白思芷眼看著眼前的少年眼中慢慢泛出喜色。讓他成了一副更加明艷生動的畫。“哈哈哈哈,白阿芷你同意了對嗎?”
白思芷只得一次又一次向他保證,她確實同意了。到最後,她只能無奈地說:“我如今無依無靠,又沒有身份憑證,若是靠自己又能在這世間活多久呢?只怕是不就便會被當成逃妾抓回去了。倒是你若想保護我,難免要與宣平侯為敵,連累葉太尉。”
“沒有憑證?你怎麼會沒有呢?”葉闕有些怔愣。他恍然大悟,從懷裡掏出兩份路引遞給白思芷。
白思芷接過,看到上面寫的是“沅芷”和“夏荷”,所描述的外貌正是她們兩人的樣子。無論從哪個角度看,都是足以以假亂真的東西。
“這是……”她有些遲疑,“你怎麼來的這種東西?”
“對我來說都是小事一樁。”葉闕的眼中滿是得意,笑起來露出一對小虎牙,莫名多了一絲稚氣,一點也不像京中那個滿樓紅袖招的風流公子。“只是你的本名不能再用了。‘沅有芷兮澧有蘭,思公子兮未敢言’,‘思芷’是個好名字。所以我自作主張給你改為沅芷了。可還喜歡?”
他看出了白思芷眼中的遲疑,垂眸補充道:“你不必憂慮。是我自己想幫助你的。若是你現在反悔,想同你的丫鬟離開,我也不會阻攔。”
美人黯然失神的樣子在哪裡都能激起人的憐憫,更何況這個美人還長了張綺麗勾人的臉。白思芷連忙安慰道:“我很喜歡。你不要想多了,我只是怕連累你家。”
葉闕自然知道她如今對他只有感激。他壓抑著內心中叫囂著要親近她的渴望,怕嚇到自己膽小的兔子。“這些不用你擔心,我不會再回太尉府了。”
“那去哪裡?”
“你願意,同我去我的故鄉嗎?”
“故鄉?”
“我沒有同你說過嗎?我來自苗疆。若你不想,江南你可喜歡?我記得你在江南呆過幾年。”
白思芷有些怔愣,她只知葉四公子十叄四歲時上京尋親,卻沒想到原來他是苗疆人。
她有些膽怯,這輩子她去過最遠的地方便是江南,還是在旁人的陪同照顧下。讓她無依無靠地離開大梁,終究是太難了。

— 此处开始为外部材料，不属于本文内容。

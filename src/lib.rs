//! # confine
//!
//! Capability confinement engine for provider-backed resource types.
//!
//! A configuration-management system needs to decide, at runtime, whether a
//! pluggable implementation ("provider") of an abstract resource type is
//! usable on the current host, and whether it supports particular optional
//! capabilities ("features"). This crate supplies the pieces of that
//! decision:
//!
//! - [`Confine`]: a single boolean predicate over host facts, filesystem
//!   state, method availability, or process-wide features.
//! - [`ConfineCollection`] / [`FeatureConfineCollection`]: the bags of
//!   confines owned by a provider definition or a declared feature.
//! - [`FeatureRegistry`]: the per-type feature declaration DSL.
//! - [`CapabilityBundle`] / [`ProviderCapabilities`]: the synthesized,
//!   memoized per-type capability operations and each provider's private,
//!   extensible view of them.
//!
//! A type registers features; the bundle is built lazily on first use,
//! cloning each feature's confines so providers get independent copies; at
//! evaluation time a provider consults its capability view, which evaluates
//! the cloned collections against the provider as subject. Failed
//! confinement is an ordinary `false`, never an error; detailed reasons are
//! available only through the summary and documentation paths.

pub mod capability;
pub mod confine;
pub mod errors;
pub mod feature;
pub mod host;

pub use capability::{CapabilityBundle, Provider, ProviderCapabilities};
pub use confine::{
    BasicSubject, Confine, ConfineCollection, ConfineKind, ConfineSubject, Criteria,
    FeatureConfineCollection, SummaryOutcome,
};
pub use errors::DefinitionError;
pub use feature::FeatureRegistry;

/// Library version.
pub const VERSION: &str = "0.1.0";

#[cfg(test)]
mod tests {
    use super::*;

    // The full flow: declare features on a type, synthesize the bundle,
    // give two providers independent views, evaluate.
    #[test]
    fn end_to_end_confinement() {
        let mut registry = FeatureRegistry::new("filesystem");
        registry
            .declare_feature(
                "mountable",
                "Can mount and unmount volumes.",
                Some(Criteria::new().with("has_method", "mount")),
            )
            .unwrap();
        registry
            .declare_feature("resizable", "Can grow volumes online.", None)
            .unwrap();

        let bundle = CapabilityBundle::for_type(&registry);
        let mut linux = ProviderCapabilities::new(bundle.clone());
        let mut bsd = ProviderCapabilities::new(bundle);

        let subject = BasicSubject::new().with_method("mount");

        assert!(linux.has_capability("mountable", &subject));
        assert!(!linux.has_capability("resizable", &subject));

        linux
            .extend_confine("resizable", Criteria::new().with("has_method", "mount"))
            .unwrap();
        assert!(linux.has_capability("resizable", &subject));
        assert!(!bsd.has_capability("resizable", &subject));

        bsd.declare_capabilities(["resizable"]);
        assert!(bsd.has_capability("resizable", &subject));

        assert_eq!(
            linux.capabilities(&subject),
            vec!["mountable", "resizable"]
        );
    }
}
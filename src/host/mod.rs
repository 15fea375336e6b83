//! Host probes backing the default confine collaborators.
//!
//! The existence confine needs a filesystem probe and a search-path lookup;
//! the global-feature confine needs a process-wide oracle. Subjects may
//! override any of these through [`ConfineSubject`](crate::ConfineSubject),
//! but the defaults here answer against the real host.

use std::collections::HashSet;
use std::env;
use std::path::{Path, PathBuf};

use once_cell::sync::Lazy;
use parking_lot::RwLock;

/// Process-wide feature flags, e.g. "posix" or the availability of an
/// optional library. Distinct from the per-type features declared on a
/// resource type.
static GLOBAL_FEATURES: Lazy<RwLock<HashSet<String>>> =
    Lazy::new(|| RwLock::new(HashSet::new()));

/// Record a process-wide feature as available.
pub fn add_global_feature(name: &str) {
    GLOBAL_FEATURES.write().insert(name.trim().to_ascii_lowercase());
}

/// Is a process-wide feature available? Unknown names are simply absent.
pub fn global_feature_available(name: &str) -> bool {
    GLOBAL_FEATURES
        .read()
        .contains(&name.trim().to_ascii_lowercase())
}

/// Does the path exist on the local filesystem? Probe failures of any kind
/// (permissions, dangling links) count as absent.
pub fn path_exists(path: &str) -> bool {
    !path.is_empty() && std::fs::metadata(path).is_ok()
}

/// Locate an executable by name on the `PATH` search path.
///
/// Inputs containing a path separator are probed directly instead of being
/// searched for. A hit must be a regular file and, on Unix, carry an
/// execute bit.
pub fn find_on_search_path(name: &str) -> Option<PathBuf> {
    if name.is_empty() {
        return None;
    }
    let direct = Path::new(name);
    if direct.components().count() > 1 {
        if is_executable(direct) {
            return Some(direct.to_path_buf());
        }
        return None;
    }
    let search_path = env::var_os("PATH")?;
    for dir in env::split_paths(&search_path) {
        let candidate = dir.join(name);
        if is_executable(&candidate) {
            return Some(candidate);
        }
    }
    None
}

fn is_executable(path: &Path) -> bool {
    let Ok(meta) = std::fs::metadata(path) else {
        return false;
    };
    if !meta.is_file() {
        return false;
    }
    #[cfg(unix)]
    {
        use std::os::unix::fs::PermissionsExt;
        meta.permissions().mode() & 0o111 != 0
    }
    #[cfg(not(unix))]
    {
        true
    }
}
//! Feature documentation rendering.
//!
//! Produces the feature list for a type's reference documentation and,
//! when providers are registered, a provider-by-feature support matrix.
//! Cell truth is the provider's explicit declaration, not a live confine
//! evaluation: the matrix documents what providers claim, independent of
//! the rendering host.

use once_cell::sync::Lazy;
use regex::Regex;

use super::FeatureRegistry;
use crate::capability::ProviderCapabilities;

static WHITESPACE_RUNS: Lazy<Regex> = Lazy::new(|| Regex::new(r"\s+").unwrap());

/// Collapse internal whitespace and newline runs to single spaces.
pub fn scrub(text: &str) -> String {
    WHITESPACE_RUNS.replace_all(text.trim(), " ").into_owned()
}

/// Render the documentation text for a feature registry.
pub fn render(registry: &FeatureRegistry, providers: &[(String, &ProviderCapabilities)]) -> String {
    if registry.is_empty() {
        return String::new();
    }

    let mut features: Vec<_> = registry.features().iter().collect();
    features.sort_by(|a, b| a.name().cmp(b.name()));

    let mut out = String::from("Available features:\n\n");
    for feature in &features {
        out.push_str(&format!("- `{}`: {}\n", feature.name(), scrub(feature.docs())));
    }

    if !providers.is_empty() {
        out.push_str("\nProvider support:\n\n");
        out.push_str("| Provider |");
        for feature in &features {
            out.push_str(&format!(" {} |", feature.name()));
        }
        out.push('\n');
        out.push_str("| --- |");
        for _ in &features {
            out.push_str(" --- |");
        }
        out.push('\n');
        for (name, capabilities) in providers {
            out.push_str(&format!("| {} |", name));
            for feature in &features {
                let marker = if capabilities.declares(feature.name()) {
                    "X"
                } else {
                    " "
                };
                out.push_str(&format!(" {} |", marker));
            }
            out.push('\n');
        }
    }

    out
}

況且她幼時看過遊記雜本,苗疆是個同大梁截然不同的地方。而江南不同,她曾在那邊呆過叄年,對於江南的風土習慣更為熟悉。
她狠了狠心,略過葉闕眼中的期待,“那便煩請葉公子,送我們主僕二人去江南吧。”
她聽到葉闕說“好”,語氣中透著失落。他卻還安慰她,讓她身體未愈多多休息。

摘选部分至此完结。